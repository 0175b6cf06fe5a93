//! The analyze-and-save flow behind the analyze button.

use serde::Serialize;

use crate::{
    error::Result,
    models::{
        record::{VitalsDraft, VitalsForm, VitalsRecord},
        session::Session,
    },
    services::{analysis, history, records},
    state::AppState,
    views,
};

/// What the page shows after a successful submission.
#[derive(Debug, Serialize)]
pub struct SubmissionOutcome {
    pub analysis: String,
    pub history_html: String,
}

/// Runs one submission for the signed-in user.
///
/// The analyze control stays engaged for the whole flow and is restored on
/// every exit path. A failed analysis returns before anything is written.
/// There is no transaction: if the write fails after a successful analysis,
/// the analysis is lost. Once the write succeeds the submission has
/// succeeded; a failed history reload falls back to the last displayed list,
/// or to the new record alone.
pub async fn submit(state: &AppState, session: &Session, form: VitalsForm) -> Result<SubmissionOutcome> {
    let owner = session.owner();
    let _control = state.submit_controls.engage(owner);

    let draft = VitalsDraft::capture(owner, form);
    tracing::info!("🩺 Vitals submitted by {} ({})", owner, draft.date);

    let digest = history::summarize(state.records.as_ref(), owner).await?;
    let analysis = analysis::analyze(state.inference.as_ref(), &draft.vitals, &digest).await?;

    let record = draft.into_record(analysis.clone());
    records::insert(state.records.as_ref(), Some(session), &record).await?;

    let history_html = match history::reload(state, owner).await {
        Ok(markup) => markup,
        Err(e) => {
            tracing::warn!("⚠️ History reload failed after saving {}: {}", record.id, e);
            fallback_history(state, owner, &record)
        }
    };

    Ok(SubmissionOutcome {
        analysis,
        history_html,
    })
}

fn fallback_history(state: &AppState, owner: &str, record: &VitalsRecord) -> String {
    if let Some(markup) = state.board.current(owner) {
        return markup;
    }
    views::history::render(std::slice::from_ref(record)).unwrap_or_else(|e| {
        tracing::warn!("⚠️ Could not render fallback history: {}", e);
        String::new()
    })
}

#[cfg(test)]
mod tests {
    use super::*;
    use crate::config::Config;
    use crate::error::{AnalysisError, AppError, AuthError, PersistenceError};
    use crate::models::session::Principal;
    use crate::repositories::memory::{MemoryRecordStore, MemorySessionStore};
    use crate::repositories::record::RecordStore;
    use crate::services::{analysis::InferenceClient, identity::IdentityProvider};
    use async_trait::async_trait;
    use std::sync::atomic::{AtomicBool, Ordering};
    use std::sync::{Arc, Mutex};

    struct NoSignIn;

    #[async_trait]
    impl IdentityProvider for NoSignIn {
        async fn verify(&self, _: &str) -> std::result::Result<Principal, AuthError> {
            Err(AuthError::Rejected("unused".into()))
        }
    }

    /// Records prompts and answers with a canned reply or failure.
    struct Scripted {
        reply: std::result::Result<String, u16>,
        prompts: Mutex<Vec<String>>,
    }

    #[async_trait]
    impl InferenceClient for Scripted {
        async fn predict(&self, prompt: &str) -> std::result::Result<String, AnalysisError> {
            self.prompts.lock().unwrap().push(prompt.to_string());
            match &self.reply {
                Ok(text) => Ok(text.clone()),
                Err(status) => Err(AnalysisError::Status {
                    status: *status,
                    body: "upstream failure".into(),
                }),
            }
        }
    }

    fn setup(reply: std::result::Result<String, u16>) -> (AppState, Arc<MemoryRecordStore>, Arc<Scripted>) {
        let records = Arc::new(MemoryRecordStore::new());
        let inference = Arc::new(Scripted {
            reply,
            prompts: Mutex::new(Vec::new()),
        });
        let state = AppState::from_parts(
            Config::in_memory("client"),
            records.clone(),
            Arc::new(MemorySessionStore::new()),
            Arc::new(NoSignIn),
            inference.clone(),
        );
        (state, records, inference)
    }

    fn session() -> Session {
        Session::new(
            Principal {
                uid: "uid-ada".into(),
                display_name: "Ada".into(),
            },
            chrono::Duration::hours(1),
        )
    }

    fn form(symptoms: &str) -> VitalsForm {
        VitalsForm {
            bp_sys: "150".into(),
            bp_dia: "100".into(),
            glucose: "200".into(),
            heart: "95".into(),
            chronic: "hypertension".into(),
            symptoms: symptoms.into(),
        }
    }

    #[tokio::test]
    async fn successful_submission_persists_and_refreshes() {
        let (state, records, inference) = setup(Ok("Monitor closely.".into()));

        let outcome = submit(&state, &session(), form("headache")).await.unwrap();

        assert_eq!(outcome.analysis, "Monitor closely.");
        assert_eq!(records.insert_count(), 1);
        assert!(outcome.history_html.contains("headache..."));
        assert!(!state.submit_controls.is_engaged("uid-ada"));

        let stored = records.query("uid-ada", None).await.unwrap();
        assert_eq!(stored[0].ai_analysis, "Monitor closely.");
        assert_eq!(stored[0].bp_sys, "150");

        let prompts = inference.prompts.lock().unwrap();
        assert!(prompts[0].starts_with("PATIENT HISTORY: No previous history available.\n"));
    }

    #[tokio::test]
    async fn second_submission_sees_first_in_digest() {
        let (state, _, inference) = setup(Ok("ok".into()));

        submit(&state, &session(), form("first")).await.unwrap();
        submit(&state, &session(), form("second")).await.unwrap();

        let prompts = inference.prompts.lock().unwrap();
        assert!(prompts[1].contains("Symptoms: first]"));
        assert!(prompts[1].contains("CURRENT SYMPTOMS: second"));
    }

    #[tokio::test]
    async fn failed_analysis_persists_nothing_and_restores_control() {
        let (state, records, _) = setup(Err(503));

        let err = submit(&state, &session(), form("dizzy")).await.unwrap_err();

        assert!(matches!(err, AppError::Analysis(AnalysisError::Status { status: 503, .. })));
        assert!(err.alert_message().starts_with("Error connecting to AI: "));
        assert_eq!(records.insert_count(), 0);
        assert!(!state.submit_controls.is_engaged("uid-ada"));
    }

    /// Accepts writes, but every read after the first write fails.
    #[derive(Default)]
    struct ReadsFailAfterWrite {
        inner: MemoryRecordStore,
        written: AtomicBool,
    }

    #[async_trait]
    impl RecordStore for ReadsFailAfterWrite {
        async fn insert(&self, record: &VitalsRecord) -> std::result::Result<(), PersistenceError> {
            self.inner.insert(record).await?;
            self.written.store(true, Ordering::SeqCst);
            Ok(())
        }

        async fn query(
            &self,
            owner: &str,
            limit: Option<usize>,
        ) -> std::result::Result<Vec<VitalsRecord>, PersistenceError> {
            if self.written.load(Ordering::SeqCst) {
                return Err(PersistenceError::MissingData("read down".into()));
            }
            self.inner.query(owner, limit).await
        }
    }

    #[tokio::test]
    async fn saved_submission_survives_failed_history_reload() {
        let records = Arc::new(ReadsFailAfterWrite::default());
        let state = AppState::from_parts(
            Config::in_memory("client"),
            records.clone(),
            Arc::new(MemorySessionStore::new()),
            Arc::new(NoSignIn),
            Arc::new(Scripted {
                reply: Ok("Rest and recheck.".into()),
                prompts: Mutex::new(Vec::new()),
            }),
        );

        let outcome = submit(&state, &session(), form("chest tightness")).await.unwrap();

        assert_eq!(outcome.analysis, "Rest and recheck.");
        assert!(outcome.history_html.contains("chest tightness..."));
        assert_eq!(records.inner.insert_count(), 1);
        assert!(!state.submit_controls.is_engaged("uid-ada"));
    }

    #[tokio::test]
    async fn failed_reload_keeps_previously_displayed_history() {
        let (state, _, _) = setup(Ok("ok".into()));
        let ticket = state.board.begin("uid-ada");
        state.board.publish(&ticket, "<p>shown before</p>".into());
        let record = VitalsDraft::capture("uid-ada", form("x")).into_record("ok".into());

        assert_eq!(fallback_history(&state, "uid-ada", &record), "<p>shown before</p>");
    }
}
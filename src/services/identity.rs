//! Identity provider boundary.
//!
//! The browser obtains an ID token from the provider's sign-in popup and hands
//! it to us; the provider tells us who it belongs to.

use async_trait::async_trait;
use reqwest::Client;
use serde::Deserialize;

use crate::{error::AuthError, models::session::Principal};

/// Resolves a sign-in credential to the principal it was issued for.
#[async_trait]
pub trait IdentityProvider: Send + Sync {
    async fn verify(&self, credential: &str) -> Result<Principal, AuthError>;
}

/// Verifies Google ID tokens through the tokeninfo endpoint.
#[derive(Clone)]
pub struct GoogleIdentityProvider {
    client: Client,
    tokeninfo_url: String,
    client_id: String,
}

#[derive(Deserialize)]
struct TokenInfo {
    aud: String,
    sub: String,
    #[serde(default)]
    name: Option<String>,
    #[serde(default)]
    email: Option<String>,
}

#[derive(Deserialize)]
struct TokenInfoError {
    #[serde(default)]
    error_description: Option<String>,
    #[serde(default)]
    error: Option<String>,
}

impl GoogleIdentityProvider {
    pub fn new(tokeninfo_url: impl Into<String>, client_id: impl Into<String>) -> Self {
        Self {
            client: Client::new(),
            tokeninfo_url: tokeninfo_url.into(),
            client_id: client_id.into(),
        }
    }
}

#[async_trait]
impl IdentityProvider for GoogleIdentityProvider {
    async fn verify(&self, credential: &str) -> Result<Principal, AuthError> {
        let response = self
            .client
            .get(&self.tokeninfo_url)
            .query(&[("id_token", credential)])
            .send()
            .await
            .map_err(|e| AuthError::Unavailable(e.to_string()))?;

        if !response.status().is_success() {
            let status = response.status();
            let reason = response
                .json::<TokenInfoError>()
                .await
                .ok()
                .and_then(|e| e.error_description.or(e.error))
                .unwrap_or_else(|| format!("identity provider returned {}", status));
            return Err(AuthError::Rejected(reason));
        }

        let info: TokenInfo = response
            .json()
            .await
            .map_err(|e| AuthError::Unavailable(format!("unreadable token info: {}", e)))?;

        if info.aud != self.client_id {
            return Err(AuthError::Rejected(
                "credential was issued for a different application".to_string(),
            ));
        }

        let display_name = info
            .name
            .or(info.email)
            .unwrap_or_else(|| info.sub.clone());

        tracing::debug!("🔐 Identity verified for subject {}", info.sub);

        Ok(Principal {
            uid: info.sub,
            display_name,
        })
    }
}
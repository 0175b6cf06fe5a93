//! Sign-in state and the choice of visible region.

use uuid::Uuid;
use zeroize::Zeroizing;

use crate::{
    crypto::csrf::generate_csrf_token,
    error::Result,
    models::session::Session,
    services::history,
    state::AppState,
};

/// A change of authentication state.
#[derive(Debug, Clone)]
pub enum AuthTransition {
    /// A sign-in just succeeded.
    SignedIn(Session),
    /// An existing session was picked up on page load.
    Restored(Session),
    /// The user signed out, or no valid session exists.
    SignedOut,
}

/// Which region of the page is visible.
#[derive(Debug, Clone, PartialEq, Eq)]
pub enum GateView {
    /// The sign-in region.
    LoggedOut,
    /// The dashboard with the user's name and history list.
    Dashboard {
        display_name: String,
        history_html: String,
    },
}

/// Everything produced by a successful sign-in.
#[derive(Debug)]
pub struct SignedIn {
    pub session_id: Uuid,
    pub session: Session,
    pub csrf_token: String,
    pub view: GateView,
}

/// Reacts to an authentication transition. Called exactly once per
/// transition; signing in or restoring loads the user's history.
pub async fn observe(state: &AppState, transition: AuthTransition) -> Result<GateView> {
    match transition {
        AuthTransition::SignedIn(session) | AuthTransition::Restored(session) => {
            let history_html = history::reload(state, session.owner()).await?;
            Ok(GateView::Dashboard {
                display_name: session.principal.display_name,
                history_html,
            })
        }
        AuthTransition::SignedOut => Ok(GateView::LoggedOut),
    }
}

/// Verifies `credential` with the identity provider and opens a session.
///
/// # Arguments
///
/// * `state` - The application state.
/// * `credential` - The token returned by the provider's sign-in popup.
///
/// # Returns
///
/// The new session, its CSRF token and the dashboard view. A rejected
/// credential or a failed history load leaves no session behind.
pub async fn sign_in(state: &AppState, credential: Zeroizing<String>) -> Result<SignedIn> {
    let principal = state.identity.verify(credential.as_str()).await?;
    drop(credential);

    let session = Session::new(principal, state.config.session_ttl());
    let view = observe(state, AuthTransition::SignedIn(session.clone())).await?;

    let session_id = Uuid::new_v4();
    state
        .sessions
        .put_session(session_id, &session, session_ttl_secs(state))
        .await?;

    let csrf_token = match issue_csrf_token(state).await {
        Ok(token) => token,
        Err(e) => {
            if let Err(cleanup) = state.sessions.delete_session(session_id).await {
                tracing::warn!("Failed to delete session {}: {}", session_id, cleanup);
            }
            return Err(e);
        }
    };
    tracing::info!("✅ Session {} opened for {}", session_id, session.owner());

    Ok(SignedIn {
        session_id,
        session,
        csrf_token,
        view,
    })
}

fn session_ttl_secs(state: &AppState) -> u64 {
    state.config.session_ttl().num_seconds().max(1) as u64
}

/// Registers a fresh CSRF token that lives as long as a session.
pub async fn issue_csrf_token(state: &AppState) -> Result<String> {
    let token = generate_csrf_token();
    state
        .sessions
        .put_csrf(&token, session_ttl_secs(state))
        .await?;
    Ok(token)
}

/// Looks up the session behind a cookie. Expired sessions are deleted and
/// reported as absent.
pub async fn restore(state: &AppState, session_id: Option<Uuid>) -> Result<Option<Session>> {
    let Some(session_id) = session_id else {
        return Ok(None);
    };

    match state.sessions.get_session(session_id).await? {
        Some(session) if session.is_expired() => {
            tracing::warn!("❌ Session expired for user: {}", session.owner());
            if let Err(e) = state.sessions.delete_session(session_id).await {
                tracing::warn!("Failed to delete expired session {}: {}", session_id, e);
            }
            Ok(None)
        }
        other => Ok(other),
    }
}

/// Ends the session unconditionally. Store failures are logged; the caller
/// always ends up signed out.
pub async fn sign_out(
    state: &AppState,
    session_id: Option<Uuid>,
    csrf_token: Option<&str>,
) -> GateView {
    if let Some(session_id) = session_id {
        match state.sessions.get_session(session_id).await {
            Ok(Some(session)) => {
                state.board.clear(session.owner());
                tracing::info!("👋 Signing out {}", session.owner());
            }
            Ok(None) => {}
            Err(e) => tracing::warn!("Could not load session {} on sign-out: {}", session_id, e),
        }
        if let Err(e) = state.sessions.delete_session(session_id).await {
            tracing::warn!("Failed to delete session {}: {}", session_id, e);
        }
    }

    if let Some(token) = csrf_token {
        if let Err(e) = state.sessions.delete_csrf(token).await {
            tracing::warn!("Failed to delete CSRF token: {}", e);
        }
    }

    GateView::LoggedOut
}
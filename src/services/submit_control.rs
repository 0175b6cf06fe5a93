use std::collections::HashMap;
use std::sync::{Arc, Mutex};

/// Per-owner state of the analyze button.
///
/// Engaging is advisory: it renders the control disabled but does not stop a
/// second submission from running.
#[derive(Clone, Default)]
pub struct SubmitControls {
    engaged: Arc<Mutex<HashMap<String, usize>>>,
}

/// Restores the control when dropped, whichever way the submission ends.
pub struct SubmitGuard {
    controls: SubmitControls,
    owner: String,
}

impl SubmitControls {
    pub fn new() -> Self {
        Self::default()
    }

    /// Disables `owner`'s control until the returned guard is dropped.
    pub fn engage(&self, owner: &str) -> SubmitGuard {
        let mut engaged = self.engaged.lock().unwrap_or_else(|e| e.into_inner());
        let count = engaged.entry(owner.to_string()).or_insert(0);
        if *count > 0 {
            tracing::warn!("⚠️ Overlapping submission for {} ({} in flight)", owner, count);
        }
        *count += 1;

        SubmitGuard {
            controls: self.clone(),
            owner: owner.to_string(),
        }
    }

    pub fn is_engaged(&self, owner: &str) -> bool {
        let engaged = self.engaged.lock().unwrap_or_else(|e| e.into_inner());
        engaged.get(owner).is_some_and(|count| *count > 0)
    }

    fn release(&self, owner: &str) {
        let mut engaged = self.engaged.lock().unwrap_or_else(|e| e.into_inner());
        if let Some(count) = engaged.get_mut(owner) {
            *count = count.saturating_sub(1);
            if *count == 0 {
                engaged.remove(owner);
            }
        }
    }
}

impl Drop for SubmitGuard {
    fn drop(&mut self) {
        self.controls.release(&self.owner);
    }
}

#[cfg(test)]
mod tests {
    use super::*;

    #[test]
    fn guard_restores_control_on_drop() {
        let controls = SubmitControls::new();
        {
            let _guard = controls.engage("a");
            assert!(controls.is_engaged("a"));
            assert!(!controls.is_engaged("b"));
        }
        assert!(!controls.is_engaged("a"));
    }

    #[test]
    fn overlapping_submissions_are_not_blocked() {
        let controls = SubmitControls::new();
        let first = controls.engage("a");
        let second = controls.engage("a");
        drop(first);
        assert!(controls.is_engaged("a"));
        drop(second);
        assert!(!controls.is_engaged("a"));
    }

    #[test]
    fn guard_restores_control_on_error_path() {
        fn failing(controls: &SubmitControls) -> Result<(), &'static str> {
            let _guard = controls.engage("a");
            Err("inference down")
        }

        let controls = SubmitControls::new();
        assert!(failing(&controls).is_err());
        assert!(!controls.is_engaged("a"));
    }
}
use axum::{
    body::Body,
    extract::{Request, State},
    http::Method,
    middleware::Next,
    response::{IntoResponse, Response},
};
use tower_cookies::Cookies;

use crate::{crypto::csrf::tokens_match, error::AppError, state::AppState};

/// Name of the cookie holding the CSRF token; readable by the page script.
pub const CSRF_COOKIE: &str = "csrf_token";

/// Header the page script copies the token into.
pub const CSRF_HEADER: &str = "x-csrf-token";

/// A middleware that verifies the CSRF token on state-changing requests.
///
/// The token must be present in both the cookie and the header, the two
/// copies must match, and the token must still be registered server-side.
pub async fn verify_csrf(
    State(state): State<AppState>,
    cookies: Cookies,
    req: Request<Body>,
    next: Next,
) -> Response {
    if req.method() == Method::GET
        || req.method() == Method::HEAD
        || req.method() == Method::OPTIONS
    {
        tracing::debug!("✅ CSRF exemption: {} request", req.method());
        return next.run(req).await;
    }

    let Some(cookie_token) = cookies.get(CSRF_COOKIE).map(|c| c.value().to_string()) else {
        tracing::warn!("❌ CSRF: csrf_token cookie missing");
        return AppError::Unauthorized("Missing CSRF token cookie".to_string()).into_response();
    };

    let header_token = match req.headers().get(CSRF_HEADER).map(|v| v.to_str()) {
        Some(Ok(token)) => token.to_string(),
        Some(Err(_)) => {
            tracing::warn!("❌ CSRF: malformed header");
            return AppError::Unauthorized("Invalid CSRF token format".to_string())
                .into_response();
        }
        None => {
            tracing::warn!("❌ CSRF: x-csrf-token header missing");
            return AppError::Unauthorized("Missing CSRF token header".to_string())
                .into_response();
        }
    };

    if !tokens_match(&cookie_token, &header_token) {
        tracing::warn!("❌ CSRF: tokens do not match");
        return AppError::Unauthorized("CSRF token mismatch".to_string()).into_response();
    }

    match state.sessions.csrf_is_valid(&cookie_token).await {
        Ok(true) => {
            tracing::debug!("✅ CSRF token valid");
            next.run(req).await
        }
        Ok(false) => {
            tracing::warn!("❌ CSRF: token expired or unknown");
            AppError::Unauthorized("CSRF token expired or invalid".to_string()).into_response()
        }
        Err(e) => {
            tracing::error!("❌ CSRF: session store error: {}", e);
            AppError::Unauthorized("CSRF validation error".to_string()).into_response()
        }
    }
}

▸ **Problem description**
From the listing, copy each line containing the word "repositories".

▸ **Solved exercise**
    use crate::repositories::memory::{MemoryRecordStore, MemorySessionStore};
    use crate::repositories::record::RecordStore;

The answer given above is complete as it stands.